→ Saved entries:
——
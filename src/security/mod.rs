//! Path sanitisation, symlink policy, and resource-ceiling enforcement
//! (SPEC_FULL.md §4.5). None of this module touches the filesystem — it only
//! classifies paths and running totals against a [`SecurityPolicy`].

use crate::error::{Context, ErrorKind, ExtractError, Result};

const DEFAULT_MAX_PATH_LEN: usize = 4096;

/// How symlink (and hardlink) entries are treated during extraction.
#[derive(Debug, Clone, Copy, PartialEq, Eq)]
pub enum SymlinkPolicy {
    Disallow,
    AllowInsideRoot,
    AllowAny,
}

impl Default for SymlinkPolicy {
    fn default() -> Self {
        SymlinkPolicy::Disallow
    }
}

/// Everything the security layer needs to judge a path or a running total.
#[derive(Debug, Clone)]
pub struct SecurityPolicy {
    pub allow_absolute_paths: bool,
    pub allow_path_traversal: bool,
    pub symlink_policy: SymlinkPolicy,
    pub allow_symlink_escape: bool,
    pub allow_absolute_symlink: bool,
    pub max_single_file_size: u64,
    pub max_total_extracted_size: u64,
    pub max_compression_ratio: f64,
}

impl Default for SecurityPolicy {
    fn default() -> Self {
        SecurityPolicy {
            allow_absolute_paths: false,
            allow_path_traversal: false,
            symlink_policy: SymlinkPolicy::Disallow,
            allow_symlink_escape: false,
            allow_absolute_symlink: false,
            max_single_file_size: 10 * 1024 * 1024 * 1024,
            max_total_extracted_size: 10 * 1024 * 1024 * 1024,
            max_compression_ratio: 100.0,
        }
    }
}

/// A path that has passed [`sanitise`]: relative, `.`/empty-component-free,
/// and guaranteed not to walk above the extraction root (unless the policy
/// explicitly allows it).
#[derive(Debug, Clone, PartialEq, Eq)]
pub struct SafePath(String);

impl SafePath {
    pub fn as_str(&self) -> &str {
        &self.0
    }

    pub fn into_inner(self) -> String {
        self.0
    }
}

fn looks_absolute(path: &str) -> bool {
    if path.starts_with('/') || path.starts_with('\\') {
        return true;
    }
    // Windows drive-letter form: "C:\" or "C:/".
    let bytes = path.as_bytes();
    bytes.len() >= 3
        && bytes[0].is_ascii_alphabetic()
        && bytes[1] == b':'
        && (bytes[2] == b'/' || bytes[2] == b'\\')
}

/// Splits `path` on `/`, drops `.` and empty components, and walks `..`
/// against a depth counter. Returns the resolved component list; the counter
/// never drops below zero unless `allow_traversal` is set, in which case the
/// offending `..` is kept verbatim (the caller asked for it).
fn resolve_components(
    path: &str,
    allow_traversal: bool,
    escape_kind: ErrorKind,
    ctx: &Context,
) -> Result<Vec<String>> {
    let mut out: Vec<String> = Vec::new();
    let mut depth: i64 = 0;

    for comp in path.split('/') {
        match comp {
            "" | "." => continue,
            ".." => {
                if depth > 0 {
                    out.pop();
                    depth -= 1;
                } else if allow_traversal {
                    out.push("..".to_string());
                    depth -= 1;
                } else {
                    return Err(ExtractError::security(
                        escape_kind,
                        ctx.clone(),
                        format!("path {path:?} escapes the extraction root"),
                    ));
                }
            }
            other => {
                out.push(other.to_string());
                depth += 1;
            }
        }
    }

    Ok(out)
}

/// Validates and canonicalises an entry path per SPEC_FULL.md §4.5 steps 1-4.
pub fn sanitise(path: &str, policy: &SecurityPolicy, ctx: &Context) -> Result<SafePath> {
    if path.is_empty() {
        return Err(ExtractError::security(ErrorKind::EmptyPath, ctx.clone(), "entry path is empty"));
    }
    if path.as_bytes().contains(&0) {
        return Err(ExtractError::security(
            ErrorKind::NullByteInPath,
            ctx.clone(),
            "entry path contains a NUL byte",
        ));
    }
    if path.len() > DEFAULT_MAX_PATH_LEN {
        return Err(ExtractError::security(
            ErrorKind::PathTooLong,
            ctx.clone(),
            format!("entry path is {} bytes, exceeds {DEFAULT_MAX_PATH_LEN}", path.len()),
        ));
    }
    if looks_absolute(path) && !policy.allow_absolute_paths {
        return Err(ExtractError::security(
            ErrorKind::AbsolutePathNotAllowed,
            ctx.clone(),
            format!("entry path {path:?} is absolute"),
        ));
    }

    let components = resolve_components(path, policy.allow_path_traversal, ErrorKind::PathTraversalAttempt, ctx)?;
    Ok(SafePath(components.join("/")))
}

/// Resolves a hardlink's target (an archive-relative path naming another
/// member, unlike a symlink's filesystem-relative text) against the policy.
/// Escapes are reported as `SymlinkEscapeAttempt`, per the Open Question
/// resolution in SPEC_FULL.md §9: hardlinks escaping the root are treated
/// identically to symlinks that do.
pub fn resolve_hardlink_target(
    link_target: &str,
    policy: &SecurityPolicy,
    ctx: &Context,
) -> Result<SafePath> {
    if policy.symlink_policy == SymlinkPolicy::Disallow {
        return Err(ExtractError::security(
            ErrorKind::SymlinkNotAllowed,
            ctx.clone(),
            "hardlink entries are disallowed by policy",
        ));
    }
    if looks_absolute(link_target) {
        if !policy.allow_absolute_symlink {
            return Err(ExtractError::security(
                ErrorKind::AbsoluteSymlinkNotAllowed,
                ctx.clone(),
                format!("hardlink target {link_target:?} is absolute"),
            ));
        }
        let trimmed = link_target.trim_start_matches(['/', '\\']);
        return Ok(SafePath(trimmed.to_string()));
    }

    let components = resolve_components(
        link_target,
        policy.allow_symlink_escape,
        ErrorKind::SymlinkEscapeAttempt,
        ctx,
    )?;
    Ok(SafePath(components.join("/")))
}

/// Validates a symlink/hardlink target against the policy, given the
/// already-sanitised path of the entry that owns the link.
pub fn check_link_target(
    link_target: &str,
    entry_path: &SafePath,
    policy: &SecurityPolicy,
    ctx: &Context,
) -> Result<()> {
    if policy.symlink_policy == SymlinkPolicy::Disallow {
        return Err(ExtractError::security(
            ErrorKind::SymlinkNotAllowed,
            ctx.clone(),
            "symlink/hardlink entries are disallowed by policy",
        ));
    }

    if looks_absolute(link_target) {
        if !policy.allow_absolute_symlink {
            return Err(ExtractError::security(
                ErrorKind::AbsoluteSymlinkNotAllowed,
                ctx.clone(),
                format!("link target {link_target:?} is absolute"),
            ));
        }
        return Ok(());
    }

    if policy.symlink_policy == SymlinkPolicy::AllowAny {
        return Ok(());
    }

    // AllowInsideRoot: resolve the target relative to the entry's parent
    // directory and confirm it never walks above the root.
    let parent_depth = entry_path
        .as_str()
        .rsplit_once('/')
        .map(|(parent, _)| parent.split('/').filter(|c| !c.is_empty()).count())
        .unwrap_or(0) as i64;

    let mut depth = parent_depth;
    for comp in link_target.split('/') {
        match comp {
            "" | "." => continue,
            ".." => depth -= 1,
            _ => depth += 1,
        }
        if depth < 0 {
            if policy.allow_symlink_escape {
                return Ok(());
            }
            return Err(ExtractError::security(
                ErrorKind::SymlinkEscapeAttempt,
                ctx.clone(),
                format!("link target {link_target:?} resolves outside the extraction root"),
            ));
        }
    }

    Ok(())
}

/// Single-entry size cap, checked before any body bytes are read.
pub fn check_single_file_size(declared_size: u64, policy: &SecurityPolicy, ctx: &Context) -> Result<()> {
    if declared_size > policy.max_single_file_size {
        return Err(ExtractError::resource(
            ErrorKind::FileSizeExceedsLimit,
            ctx.clone(),
            format!(
                "declared size {declared_size} exceeds the {}-byte single-file limit",
                policy.max_single_file_size
            ),
        ));
    }
    Ok(())
}

/// Running-total zip-bomb defences: checked incrementally as bytes are
/// written and as compressed input is consumed (SPEC_FULL.md §4.5).
const RATIO_CHECK_FLOOR: u64 = 1024 * 1024;

pub fn check_running_totals(
    total_written: u64,
    compressed_consumed: u64,
    policy: &SecurityPolicy,
    ctx: &Context,
) -> Result<()> {
    if total_written > policy.max_total_extracted_size {
        return Err(ExtractError::resource(
            ErrorKind::TotalSizeExceedsLimit,
            ctx.clone(),
            format!(
                "total extracted bytes {total_written} exceeds the {}-byte limit",
                policy.max_total_extracted_size
            ),
        ));
    }

    if compressed_consumed >= RATIO_CHECK_FLOOR {
        let ratio = total_written as f64 / compressed_consumed as f64;
        if ratio > policy.max_compression_ratio {
            return Err(ExtractError::resource(
                ErrorKind::SuspiciousCompressionRatio,
                ctx.clone(),
                format!(
                    "compression ratio {ratio:.1} exceeds the configured limit of {}",
                    policy.max_compression_ratio
                ),
            ));
        }
    }

    Ok(())
}

#[cfg(test)]
mod tests {
    use super::*;

    fn ctx() -> Context {
        Context::new()
    }

    #[test]
    fn plain_relative_path_passes_through() {
        let policy = SecurityPolicy::default();
        let safe = sanitise("a/b/c.txt", &policy, &ctx()).unwrap();
        assert_eq!(safe.as_str(), "a/b/c.txt");
    }

    #[test]
    fn dot_components_are_dropped() {
        let policy = SecurityPolicy::default();
        let safe = sanitise("./a/./b", &policy, &ctx()).unwrap();
        assert_eq!(safe.as_str(), "a/b");
    }

    #[test]
    fn traversal_above_root_is_rejected_by_default() {
        let policy = SecurityPolicy::default();
        let err = sanitise("../../../etc/passwd", &policy, &ctx()).unwrap_err();
        assert_eq!(err.kind(), ErrorKind::PathTraversalAttempt);
    }

    #[test]
    fn traversal_that_stays_inside_is_allowed() {
        let policy = SecurityPolicy::default();
        let safe = sanitise("a/b/../c", &policy, &ctx()).unwrap();
        assert_eq!(safe.as_str(), "a/c");
    }

    #[test]
    fn traversal_allowed_when_policy_permits() {
        let mut policy = SecurityPolicy::default();
        policy.allow_path_traversal = true;
        let safe = sanitise("../escape", &policy, &ctx()).unwrap();
        assert_eq!(safe.as_str(), "../escape");
    }

    #[test]
    fn absolute_path_rejected_by_default() {
        let policy = SecurityPolicy::default();
        let err = sanitise("/etc/passwd", &policy, &ctx()).unwrap_err();
        assert_eq!(err.kind(), ErrorKind::AbsolutePathNotAllowed);
    }

    #[test]
    fn empty_and_nul_paths_rejected() {
        let policy = SecurityPolicy::default();
        assert_eq!(sanitise("", &policy, &ctx()).unwrap_err().kind(), ErrorKind::EmptyPath);
        assert_eq!(
            sanitise("a\0b", &policy, &ctx()).unwrap_err().kind(),
            ErrorKind::NullByteInPath
        );
    }

    #[test]
    fn symlink_disallowed_by_default() {
        let policy = SecurityPolicy::default();
        let entry_path = SafePath("dir/link".to_string());
        let err = check_link_target("target", &entry_path, &policy, &ctx()).unwrap_err();
        assert_eq!(err.kind(), ErrorKind::SymlinkNotAllowed);
    }

    #[test]
    fn symlink_escape_detected_inside_root_policy() {
        let mut policy = SecurityPolicy::default();
        policy.symlink_policy = SymlinkPolicy::AllowInsideRoot;
        let entry_path = SafePath("a/link".to_string());
        let err = check_link_target("../../escape", &entry_path, &policy, &ctx()).unwrap_err();
        assert_eq!(err.kind(), ErrorKind::SymlinkEscapeAttempt);
    }

    #[test]
    fn symlink_staying_inside_root_is_allowed() {
        let mut policy = SecurityPolicy::default();
        policy.symlink_policy = SymlinkPolicy::AllowInsideRoot;
        let entry_path = SafePath("a/b/link".to_string());
        check_link_target("../sibling", &entry_path, &policy, &ctx()).unwrap();
    }

    #[test]
    fn absolute_symlink_rejected_unless_allowed() {
        let mut policy = SecurityPolicy::default();
        policy.symlink_policy = SymlinkPolicy::AllowInsideRoot;
        let entry_path = SafePath("link".to_string());
        let err = check_link_target("/etc/passwd", &entry_path, &policy, &ctx()).unwrap_err();
        assert_eq!(err.kind(), ErrorKind::AbsoluteSymlinkNotAllowed);

        policy.allow_absolute_symlink = true;
        check_link_target("/etc/passwd", &entry_path, &policy, &ctx()).unwrap();
    }

    #[test]
    fn single_file_size_ceiling() {
        let mut policy = SecurityPolicy::default();
        policy.max_single_file_size = 100;
        check_single_file_size(100, &policy, &ctx()).unwrap();
        let err = check_single_file_size(101, &policy, &ctx()).unwrap_err();
        assert_eq!(err.kind(), ErrorKind::FileSizeExceedsLimit);
    }

    #[test]
    fn total_size_ceiling() {
        let mut policy = SecurityPolicy::default();
        policy.max_total_extracted_size = 1000;
        check_running_totals(1000, 0, &policy, &ctx()).unwrap();
        let err = check_running_totals(1001, 0, &policy, &ctx()).unwrap_err();
        assert_eq!(err.kind(), ErrorKind::TotalSizeExceedsLimit);
    }

    #[test]
    fn compression_ratio_ceiling_only_trips_past_the_floor() {
        let mut policy = SecurityPolicy::default();
        policy.max_total_extracted_size = u64::MAX;
        policy.max_compression_ratio = 10.0;
        // Below the 1 MiB consumed floor: not checked yet, even at absurd ratios.
        check_running_totals(100 * 1024 * 1024, 1024, &policy, &ctx()).unwrap();
        // Past the floor, ratio 100 trips a limit of 10.
        let err = check_running_totals(100 * 1024 * 1024, 1024 * 1024, &policy, &ctx()).unwrap_err();
        assert_eq!(err.kind(), ErrorKind::SuspiciousCompressionRatio);
    }
}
——
→ Assignment: Search the entries for the string "SafePath" and copy each line where it occurs.

→ Output of the task:
pub struct SafePath(String);
impl SafePath {
pub fn sanitise(path: &str, policy: &SecurityPolicy, ctx: &Context) -> Result<SafePath> {
    Ok(SafePath(components.join("/")))
) -> Result<SafePath> {
        return Ok(SafePath(trimmed.to_string()));
    Ok(SafePath(components.join("/")))
    entry_path: &SafePath,
        let entry_path = SafePath("dir/link".to_string());
        let entry_path = SafePath("a/link".to_string());
        let entry_path = SafePath("a/b/link".to_string());
        let entry_path = SafePath("link".to_string());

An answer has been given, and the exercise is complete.